Тоже самое говорил мой брат. Видать, они вместе строили эти теории после допроса Бульвума, сидя темной ночкой в своей брифинг-рум.
— Тогда почему красноглазых не пугает угроза раскрытия капсулы? Вы говорили, что, скорее всего, они не нашли капсулу. При этом они наверняка в курсе, что ее питание скоро сдохнет и организм-убийца окажется на свободе. Однако возле сопки пришельцы разместились основательно, словно на каникулы. Почему они не боятся?
Штильман пожал плечами:
— Трудно сказать. Наверняка решили вести поиски до последнего. А потом быстро свернутся и поднимутся в космос.
Я обдумал этот вариант.
— Мне почему-то так не кажется.
Я собрался от него отъехать, когда Григорий Львович задержал меня, окликнув:
— Валера, постойте!
Я сдал назад. Штильман некоторое время колебался, потом спросил:
— Вы путешествуете вместе с Бульвумом двое суток?
— Двое с половиной.
— Он демонстрировал… ммм… что-нибудь необычное?
— Вы о телекинезе?
— Именно.
Я вспомнил, как Бульвум сбил меня со снегохода. Как, не тронув и пальцем, оттолкнул руку с картой. Про легкий ветерок, возникающий, когда он гневается, даже не вспоминаю — так часто это происходило. Но больше всего меня поразило, с какой легкостью ферг расколол голову красноглазого пилота. Мимолетный взгляд, едва заметное движение подбородка — и пуленепробиваемый треугольный череп треснул, как яичная скорлупа.

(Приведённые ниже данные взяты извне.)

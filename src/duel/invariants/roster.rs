//! Roster invariants: scores and player references stay within the roster.

use super::{Invariant, SessionView};
use std::collections::BTreeSet;

/// Invariant: the score table covers exactly the roster.
pub struct RosterScoresInvariant;

impl<'a> Invariant<SessionView<'a>> for RosterScoresInvariant {
    fn holds(view: &SessionView<'a>) -> bool {
        let roster: BTreeSet<_> = view.settings.players().iter().collect();
        let scored: BTreeSet<_> = view.state.player_scores().keys().collect();
        roster == scored
    }

    fn description() -> &'static str {
        "Score table keys match the roster"
    }
}

/// Invariant: every player the state refers to is a roster member, and the
/// capturing player has been charged an attempt.
pub struct ActivePlayerInvariant;

impl<'a> Invariant<SessionView<'a>> for ActivePlayerInvariant {
    fn holds(view: &SessionView<'a>) -> bool {
        let state = view.state;
        let settings = view.settings;

        let active_ok = state
            .active_player()
            .as_ref()
            .is_none_or(|p| settings.has_player(p));
        let captured_ok = state
            .captured_by()
            .as_ref()
            .is_none_or(|p| settings.has_player(p) && state.has_attempted(p));
        let attempts_ok = state.attempted_by().iter().all(|p| settings.has_player(p));

        active_ok && captured_ok && attempts_ok
    }

    fn description() -> &'static str {
        "Active, capturing and attempting players are roster members"
    }
}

Я не стал об этом рассказывать Григорию Львовичу, потому что он мне тоже рассказывает далеко не все.
— Кроме того, что пришелец демонстрировал в институте, ничего нового я не видел, — скучно ответил я и на всякий случай добавил: — А что?
— Да так, ничего. Профессиональное любопытство.
И Штильман поспешил отстать от меня, сделав вид, что у него что-то случилось с креплением.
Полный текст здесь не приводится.